The Registrar, JAMB, Ishaq Oloyede, who made this known in Abuja, informed that 4,900 candidates had verification challenges in the examination which is a drop from over 70,000 in 2019.

The JAMB boss while admitting that the 4900 cases were still high and questionable, however said the drastic reduction was triggered by a process introduced by the board which allows officials to take a snapshot of any candidate who claims he could not be biometrically verified, and compare with the picture in JAMB’s database.

The Registrar also informed that effective checks have been mounted by the Federal Government against incidents of identity theft in the admission process into the country’s tertiary institutions.

Oloyede, said the government, through the Minister of Education, Adamu Adamu issued a directive, mandating JAMB to transfer candidates’ biometric data to their institutions of choice, thus ending fresh capturing of biometrics and pictures of candidates for post-UTME tests.

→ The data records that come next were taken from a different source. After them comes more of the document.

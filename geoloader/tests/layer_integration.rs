//! Integration tests for the dynamic layer.
//!
//! These tests drive the complete flow:
//! - viewport change → region planning → templated request
//! - transport response → loaded region → store merge → markers
//! - host attachment, event delivery and detachment
//!
//! Run with: `cargo test --test layer_integration`

use std::collections::HashMap;
use std::sync::Arc;
use std::time::Duration;

use parking_lot::Mutex;
use serde_json::json;
use tokio::io::AsyncReadExt;
use tokio::net::TcpListener;
use tokio::sync::{mpsc, oneshot};

use geoloader::geo::{Bounds, LatLng};
use geoloader::host::MapHost;
use geoloader::icon::{Icon, IconPolicy};
use geoloader::layer::{AttachedLayer, DynamicLayer, LayerError, LayerOptions, UpdateOutcome};
use geoloader::record::RecordId;
use geoloader::request::FetchRequest;
use geoloader::testing::{records, MockHost, MockTransport, RecordingSurface};
use geoloader::transport::{BoxFuture, FetchResponse, FetchTransport, TransportError};

// ============================================================================
// Helper Functions
// ============================================================================

const BBOX_URL: &str = "http://x/?bbox={minlat},{minlng},{maxlat},{maxlng}";

fn square(south: f64, west: f64, size: f64) -> Bounds {
    Bounds::new(south, west, south + size, west + size)
}

fn new_layer(transport: Arc<dyn FetchTransport>) -> DynamicLayer<RecordingSurface> {
    DynamicLayer::new(LayerOptions::new(BBOX_URL), transport, RecordingSurface::new())
        .expect("valid options")
}

async fn next_outcome(rx: &mut mpsc::UnboundedReceiver<UpdateOutcome>) -> UpdateOutcome {
    tokio::time::timeout(Duration::from_secs(5), rx.recv())
        .await
        .expect("outcome within timeout")
        .expect("outcome channel open")
}

/// Transport whose responses are released by the test, per URL.
#[derive(Default)]
struct GatedTransport {
    gates: Mutex<HashMap<String, oneshot::Receiver<Result<FetchResponse, TransportError>>>>,
}

impl GatedTransport {
    fn gate(&self, url: &str) -> oneshot::Sender<Result<FetchResponse, TransportError>> {
        let (tx, rx) = oneshot::channel();
        self.gates.lock().insert(url.to_string(), rx);
        tx
    }
}

impl FetchTransport for GatedTransport {
    fn fetch<'a>(
        &'a self,
        request: &'a FetchRequest,
    ) -> BoxFuture<'a, Result<FetchResponse, TransportError>> {
        let gate = self.gates.lock().remove(&request.url);
        Box::pin(async move {
            match gate {
                Some(rx) => rx
                    .await
                    .unwrap_or_else(|_| Err(TransportError::Http("gate dropped".to_string()))),
                None => Err(TransportError::Http(format!("no gate for {}", request.url))),
            }
        })
    }
}

// ============================================================================
// Scenarios
// ============================================================================

/// First load, repeated viewport, then a moved record.
#[tokio::test]
async fn test_load_repeat_and_moved_record_scenario() {
    let transport = Arc::new(MockTransport::new());
    transport.push_ok(records(json!([{"id": 1, "lat": 5, "lng": 5}])));
    let mut layer = new_layer(transport.clone());

    let viewport = Bounds::new(0.0, 0.0, 10.0, 10.0);

    // First viewport: one fetch, one marker at (5, 5).
    let outcome = layer.update(viewport).await;
    assert!(matches!(outcome, UpdateOutcome::Loaded { .. }));
    assert_eq!(transport.request_count(), 1);
    assert_eq!(transport.requests()[0].url, "http://x/?bbox=0,0,10,10");
    assert_eq!(layer.loaded_region(), Some(viewport));
    assert_eq!(layer.data().len(), 1);
    assert_eq!(layer.surface().markers().len(), 1);
    assert_eq!(layer.surface().markers()[0].position, LatLng::new(5.0, 5.0));

    // Same viewport again: no fetch.
    assert_eq!(layer.update(viewport).await, UpdateOutcome::Skipped);
    assert_eq!(transport.request_count(), 1);

    // Same id delivered with new coordinates: store updates, marker stays.
    transport.push_ok(records(json!([{"id": 1, "lat": 6, "lng": 6}])));
    let request = layer.refresh().expect("region is loaded");
    let completion = geoloader::layer::execute(transport.as_ref(), request).await;
    layer.complete(completion);

    let id = RecordId::new("1");
    assert_eq!(layer.data().get(&id).unwrap().get_f64("lat"), Some(6.0));
    assert_eq!(layer.markers().get(&id).unwrap().position, LatLng::new(5.0, 5.0));
    assert_eq!(layer.surface().markers().len(), 1);
}

#[tokio::test]
async fn test_union_request_after_partial_escape() {
    let transport = Arc::new(MockTransport::new());
    let mut layer = new_layer(transport.clone());

    layer.update(Bounds::new(0.0, 0.0, 10.0, 10.0)).await;
    layer.update(Bounds::new(5.0, 5.0, 15.0, 15.0)).await;

    let requests = transport.requests();
    assert_eq!(requests.len(), 2);
    assert_eq!(requests[1].region, Bounds::new(0.0, 0.0, 15.0, 15.0));
    assert_eq!(layer.loaded_region(), Some(Bounds::new(0.0, 0.0, 15.0, 15.0)));

    // Anything inside the union is now covered.
    assert_eq!(
        layer.update(Bounds::new(12.0, 1.0, 14.0, 3.0)).await,
        UpdateOutcome::Skipped
    );
}

#[tokio::test]
async fn test_transport_failure_is_not_fatal() {
    let transport = Arc::new(MockTransport::new());
    transport.push(Err(TransportError::Status {
        status: 503,
        url: "http://x/".to_string(),
    }));
    transport.push_ok(records(json!([{"id": "a", "lat": 1, "lng": 1}])));
    let mut layer = new_layer(transport.clone());
    let viewport = square(0.0, 0.0, 2.0);

    let failed = layer.update(viewport).await;
    assert!(failed.is_failure());
    assert_eq!(layer.loaded_region(), None);

    // The next viewport change retries the same region.
    let loaded = layer.update(viewport).await;
    assert!(matches!(loaded, UpdateOutcome::Loaded { ref markers, .. } if markers.len() == 1));
    assert_eq!(transport.requests()[0].region, transport.requests()[1].region);

    let stats = layer.stats();
    assert_eq!(stats.fetches_failed, 1);
    assert_eq!(stats.fetches_completed, 1);
    assert_eq!(stats.markers_created, 1);
}

#[tokio::test]
async fn test_params_data_and_custom_fields_flow_through() {
    let transport = Arc::new(MockTransport::new());
    transport.push_ok(records(json!([
        {"uuid": "x1", "y": 41.0, "x": 29.0, "kind": "mosque"},
        {"uuid": "x2", "y": 41.1, "x": 29.1}
    ])));

    let options = LayerOptions::new(BBOX_URL)
        .with_id_field("uuid")
        .with_coordinate_fields("y", "x")
        .with_param("limit", "100")
        .with_data(json!({"lang": "tr"}))
        .with_icon(IconPolicy::per_record(|r| {
            Icon::named(r.get("kind").and_then(|v| v.as_str()).unwrap_or("poi"))
        }));
    let mut layer =
        DynamicLayer::new(options, transport.clone(), RecordingSurface::new()).unwrap();

    layer.update(Bounds::new(40.0, 28.0, 42.0, 30.0)).await;

    let request = &transport.requests()[0];
    assert_eq!(request.url, "http://x/?bbox=40,28,42,30&limit=100");
    assert_eq!(request.data, Some(json!({"lang": "tr"})));

    let icons: Vec<_> = layer
        .surface()
        .markers()
        .iter()
        .map(|m| m.icon.name().to_string())
        .collect();
    assert_eq!(icons, vec!["mosque", "poi"]);
}

#[tokio::test]
async fn test_http_layer_applies_configured_timeout() {
    let listener = TcpListener::bind("127.0.0.1:0").await.unwrap();
    let addr = listener.local_addr().unwrap();
    let server = tokio::spawn(async move {
        let (mut socket, _) = listener.accept().await.unwrap();
        let mut buf = [0u8; 1024];
        let _ = socket.read(&mut buf).await;
        tokio::time::sleep(Duration::from_secs(10)).await;
    });

    let options = LayerOptions::new(format!(
        "http://{}/points?bbox={{minlat}},{{minlng}},{{maxlat}},{{maxlng}}",
        addr
    ))
    .with_timeout_secs(1);
    let mut layer = DynamicLayer::with_http(options, RecordingSurface::new()).unwrap();

    let outcome = tokio::time::timeout(Duration::from_secs(5), layer.update(square(0.0, 0.0, 1.0)))
        .await
        .expect("configured timeout fires before the guard");

    assert!(matches!(
        outcome,
        UpdateOutcome::Failed {
            error: TransportError::Http(_),
            ..
        }
    ));
    assert_eq!(layer.loaded_region(), None);
    assert_eq!(layer.stats().fetches_failed, 1);
    server.abort();
}

#[test]
fn test_construction_without_url_is_rejected() {
    let result = DynamicLayer::new(
        LayerOptions::default(),
        Arc::new(MockTransport::new()),
        RecordingSurface::new(),
    );
    assert!(matches!(result, Err(LayerError::Config(_))));
}

// ============================================================================
// Host attachment
// ============================================================================

#[tokio::test]
async fn test_attach_loads_initial_viewport_and_follows_events() {
    let transport = Arc::new(MockTransport::with_responder(|request| {
        let c = request.region.center();
        Ok(Some(records(json!([
            {"id": "fixed", "lat": 1.0, "lng": 1.0},
            {"id": request.url, "lat": c.lat, "lng": c.lng}
        ]))))
    }));
    let host = Arc::new(MockHost::new(square(0.0, 0.0, 2.0)));

    let (attached, mut outcomes) = AttachedLayer::attach(new_layer(transport.clone()), host.clone());
    assert_eq!(host.subscriber_count(), 1);

    // Initial load of the current viewport.
    let initial = next_outcome(&mut outcomes).await;
    assert!(matches!(initial, UpdateOutcome::Loaded { ref markers, .. } if markers.len() == 2));

    // Pan inside the loaded region: skipped.
    host.pan_to(square(0.5, 0.5, 1.0));
    assert_eq!(next_outcome(&mut outcomes).await, UpdateOutcome::Skipped);

    // Zoom out past it: the union is fetched; "fixed" is not duplicated.
    host.zoom_to(square(-1.0, -1.0, 4.0));
    let expanded = next_outcome(&mut outcomes).await;
    match expanded {
        UpdateOutcome::Loaded { region, markers, .. } => {
            assert_eq!(region, square(-1.0, -1.0, 4.0));
            assert_eq!(markers.len(), 1);
        }
        other => panic!("expected load, got {:?}", other),
    }

    let layer = attached.detach();
    assert_eq!(host.subscriber_count(), 0);

    let layer = layer.lock();
    assert_eq!(layer.markers().len(), 3);
    assert_eq!(layer.data().len(), 3);
    assert_eq!(transport.request_count(), 2);
    assert_eq!(layer.loaded_region(), Some(square(-1.0, -1.0, 4.0)));
}

#[tokio::test]
async fn test_events_after_detach_are_ignored() {
    let transport = Arc::new(MockTransport::new());
    let host = Arc::new(MockHost::new(square(0.0, 0.0, 1.0)));

    let (attached, mut outcomes) = AttachedLayer::attach(new_layer(transport.clone()), host.clone());
    next_outcome(&mut outcomes).await;

    let layer = attached.detach();
    host.pan_to(square(50.0, 50.0, 1.0));
    tokio::task::yield_now().await;

    assert_eq!(transport.request_count(), 1);
    assert_eq!(layer.lock().loaded_region(), Some(square(0.0, 0.0, 1.0)));
    assert_eq!(host.visible_bounds(), square(50.0, 50.0, 1.0));
}

/// Overlapping fetches are not serialised. When the newer fetch resolves
/// first, the older one's completion replaces the loaded region, which can
/// then lose coverage the newer fetch had provided.
#[tokio::test]
async fn test_out_of_order_completion_replaces_loaded_region() {
    let transport = Arc::new(GatedTransport::default());
    let first = square(0.0, 0.0, 1.0);
    let second = square(10.0, 10.0, 1.0);
    let release_first = transport.gate("http://x/?bbox=0,0,1,1");
    let release_second = transport.gate("http://x/?bbox=10,10,11,11");

    let host = Arc::new(MockHost::new(first));
    let (attached, mut outcomes) = AttachedLayer::attach(new_layer(transport.clone()), host.clone());

    // Nothing has completed yet, so the second viewport is planned on its own.
    host.pan_to(second);

    release_second
        .send(Ok(Some(records(json!([{"id": 2, "lat": 10.5, "lng": 10.5}])))))
        .unwrap();
    let newer = next_outcome(&mut outcomes).await;
    assert!(matches!(newer, UpdateOutcome::Loaded { region, .. } if region == second));

    release_first
        .send(Ok(Some(records(json!([{"id": 1, "lat": 0.5, "lng": 0.5}])))))
        .unwrap();
    let older = next_outcome(&mut outcomes).await;
    assert!(matches!(older, UpdateOutcome::Loaded { region, .. } if region == first));

    let layer = attached.detach();
    let layer = layer.lock();
    assert_eq!(layer.loaded_region(), Some(first));
    assert!(!layer.loaded_region().unwrap().contains(&second));
    // Both completions merged their records regardless of order.
    assert_eq!(layer.data().len(), 2);
    assert_eq!(layer.markers().len(), 2);
}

The JAMB boss said Adamu’s directive has already uncovered 657 cases of candidates, whose photographs could not match the ones recorded in JAMB’s database and were currently angling to change the photographs, adding that the board has referred those who requested for change of photographs to come down to its headquarters, with the intention of bringing perpetrators of fraud to book.

“In previous admission exercises, certain candidates who appear in the institution for registration were different from those who actually sit the examination. This was possible because the institutions were taking fresh pictures and biometrics thereby making it possible for impersonators to have a field day to ply their trade.

“In the last exercise, we insisted, as directed by the Hon. Minister of Education, that all institutions should use the already captured biometrics and pictures by the Board. This made it impossible for the candidates whose examinations were taken on their behalf by professional examination takers to gain admissions,” he said.

According to him, implementation of the directive led to the arrest of a police constable with the Akwa Ibom State Division, one Etim Israel, who was paraded before newsmen on allegation of examination malpractice.